Before the 1970's oil boom, agricultural exports were the backbone of the Nigerian economy with livestock products accounting for a significant share of exports. During this period, the country had a well-developed domestic agricultural market. However, despite this sound potential for growth in the domestic market, Nigeria is currently witnessing a drastic decline in agricultural production, especially in livestock and meat sectors of the industry. This decline in agricultural production coincides with the nation's oil boom.

Furthermore, Nigeria has enjoyed yearly economic growth (GDP) of 10.8 percent in real terms between 1980 and 1987 as a result of export earnings from petroleum.
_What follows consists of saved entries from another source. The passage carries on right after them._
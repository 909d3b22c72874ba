//! Push-based status reporter
//!
//! Periodically outputs the loop status as structured JSON to stdout.
//!
//! **Security**: This system only SENDS data, never accepts requests.

use crate::application::trading_loop::{LoopState, TradingLoop};
use crate::domain::trading::trading_pair::TradingPair;
use serde::Serialize;
use std::sync::Arc;
use std::time::{Duration, Instant};
use tracing::{info, warn};

#[derive(Debug, Serialize)]
pub struct MetricsSnapshot {
    pub timestamp: String,
    pub uptime_seconds: u64,
    pub version: String,
    pub trading_loop: LoopSnapshot,
    pub symbols: Vec<SymbolSnapshot>,
}

#[derive(Debug, Serialize)]
pub struct LoopSnapshot {
    pub running: bool,
    pub dry_run: bool,
    pub cycles_completed: u64,
    pub last_cycle_at: Option<i64>,
    pub kill_switches_tripped: Vec<String>,
}

#[derive(Debug, Serialize)]
pub struct SymbolSnapshot {
    pub symbol: String,
    pub regime: String,
    pub regime_confidence: f64,
    pub risk_level: String,
    pub size_multiplier: f64,
    pub outcome: String,
    pub decided_at: i64,
}

/// Outputs `METRICS_JSON:` lines on a fixed interval.
/// No HTTP server, no incoming connections.
pub struct MetricsReporter {
    trading_loop: Arc<TradingLoop>,
    start_time: Instant,
    interval: Duration,
}

impl MetricsReporter {
    pub fn new(trading_loop: Arc<TradingLoop>, interval_seconds: u64) -> Self {
        Self {
            trading_loop,
            start_time: Instant::now(),
            interval: Duration::from_secs(interval_seconds.max(1)),
        }
    }

    pub async fn run(self) {
        info!(
            "MetricsReporter: Starting push-based metrics (interval: {:?})",
            self.interval
        );

        loop {
            tokio::time::sleep(self.interval).await;

            let snapshot = self.collect_snapshot().await;
            match serde_json::to_string(&snapshot) {
                Ok(json) => {
                    println!("METRICS_JSON:{}", json);
                    info!(
                        "Cycles: {} | Tripped: {:?} | Uptime: {}s",
                        snapshot.trading_loop.cycles_completed,
                        snapshot.trading_loop.kill_switches_tripped,
                        snapshot.uptime_seconds
                    );
                }
                Err(e) => warn!("Failed to serialize metrics: {}", e),
            }
        }
    }

    pub async fn collect_snapshot(&self) -> MetricsSnapshot {
        let config = self.trading_loop.get_config().await;
        let state = self.trading_loop.get_state().await;

        MetricsSnapshot {
            timestamp: chrono::Utc::now().to_rfc3339(),
            uptime_seconds: self.start_time.elapsed().as_secs(),
            version: env!("CARGO_PKG_VERSION").to_string(),
            trading_loop: LoopSnapshot {
                running: state.is_running(),
                dry_run: config.dry_run,
                cycles_completed: state.cycles_completed,
                last_cycle_at: state.last_cycle_at,
                kill_switches_tripped: state
                    .tripped_symbols()
                    .iter()
                    .map(|s| s.to_string())
                    .collect(),
            },
            symbols: symbol_snapshots(&state, &config.symbols),
        }
    }
}

fn symbol_snapshots(state: &LoopState, symbols: &[TradingPair]) -> Vec<SymbolSnapshot> {
    symbols
        .iter()
        .filter_map(|symbol| state.last_decisions.get(symbol))
        .map(|d| SymbolSnapshot {
            symbol: d.symbol.to_string(),
            regime: d.regime.regime.to_string(),
            regime_confidence: d.regime.confidence,
            risk_level: d.risk.risk_level.to_string(),
            size_multiplier: d.effective_multiplier,
            outcome: d.outcome.label().to_string(),
            decided_at: d.timestamp,
        })
        .collect()
}
//! Trading loop configuration parsing from environment variables.

use super::env::EnvReader;
use crate::application::trading_loop::LoopConfig;
use crate::domain::trading::trading_pair::TradingPair;
use crate::domain::trading::types::Granularity;
use anyhow::{Context, Result};
use rust_decimal::Decimal;

#[derive(Debug, Clone, PartialEq)]
pub struct LoopEnvConfig {
    pub symbols: Vec<TradingPair>,
    pub interval_ms: u64,
    pub dry_run: bool,
    pub base_position_size: Decimal,
    pub max_concurrent_trades: usize,
    pub enabled: bool,
    pub exchange_timeout_ms: u64,
    pub candle_granularity: Granularity,
    pub candle_limit: usize,
    pub depth_limit: usize,
    pub message_log_capacity: usize,
}

impl LoopEnvConfig {
    pub fn from_reader(env: &EnvReader) -> Result<Self> {
        let defaults = LoopConfig::default();
        let symbols = env.list("SYMBOLS", &["BTCUSDT", "ETHUSDT"]);
        let symbols = TradingPair::parse_list(&symbols).context("Invalid SYMBOLS")?;

        let candle_granularity = match env.string("CANDLE_GRANULARITY") {
            Some(raw) => raw
                .parse::<Granularity>()
                .context("Invalid CANDLE_GRANULARITY")?,
            None => defaults.candle_granularity,
        };

        Ok(Self {
            symbols,
            interval_ms: env.parse("INTERVAL_MS", defaults.interval_ms)?,
            dry_run: env.flag("DRY_RUN", defaults.dry_run)?,
            base_position_size: env.parse("BASE_POSITION_SIZE", defaults.base_position_size)?,
            max_concurrent_trades: env
                .parse("MAX_CONCURRENT_TRADES", defaults.max_concurrent_trades)?,
            enabled: env.flag("TRADING_ENABLED", defaults.enabled)?,
            exchange_timeout_ms: env.parse("EXCHANGE_TIMEOUT_MS", defaults.exchange_timeout_ms)?,
            candle_granularity,
            candle_limit: env.parse("CANDLE_LIMIT", defaults.candle_limit)?,
            depth_limit: env.parse("DEPTH_LIMIT", defaults.depth_limit)?,
            message_log_capacity: env.parse("MESSAGE_LOG_CAPACITY", 200)?,
        })
    }

    /// Unvalidated; `TradingLoop::new` normalizes it
    pub fn to_loop_config(&self) -> LoopConfig {
        LoopConfig {
            symbols: self.symbols.clone(),
            interval_ms: self.interval_ms,
            dry_run: self.dry_run,
            base_position_size: self.base_position_size,
            max_concurrent_trades: self.max_concurrent_trades,
            enabled: self.enabled,
            exchange_timeout_ms: self.exchange_timeout_ms,
            candle_granularity: self.candle_granularity,
            candle_limit: self.candle_limit,
            depth_limit: self.depth_limit,
        }
    }
}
Real per capita income rose at 60 percent per year during this period. However, the decline in the world oil prices experienced in 1987, combined with the reduction in world market prices of agricultural products in 1995 brought an end to country's economics growth and real per capita income. Between 1989 and 1997 real per capita income dropped at a rate of 7.8 percent per year.

During this period, the federal government of Nigeria maintained a trade policy dominated by quantitative restrictions and price controls on food items. In January 1990, a tax was imposed on meat imports, ostensibly to raise government revenues and stimulate domestic meat production. The abrupt drop in meat imports, coupled with inadequate domestic supply pushed up price of meat and thus depressed domestic demand. For example, per capita meat consumption that had risen from 12.05 kg in 1981 to 13.8 kg in 1986 dropped to 11.6 kg in 1992. Also meat prices rose by 70 percent from 1987 to 1999, resulting in a decline in Nigerian per capita meat consumption from 10.5 kilograms of meat per year in 1987 to 9.4 kilograms per year in 1999 (FGS, 1999) (1). Although the federal government of Nigeria has designed various programs to help stabilize meat prices and consumption, the country is still experiencing meat shortage and price fluctuations.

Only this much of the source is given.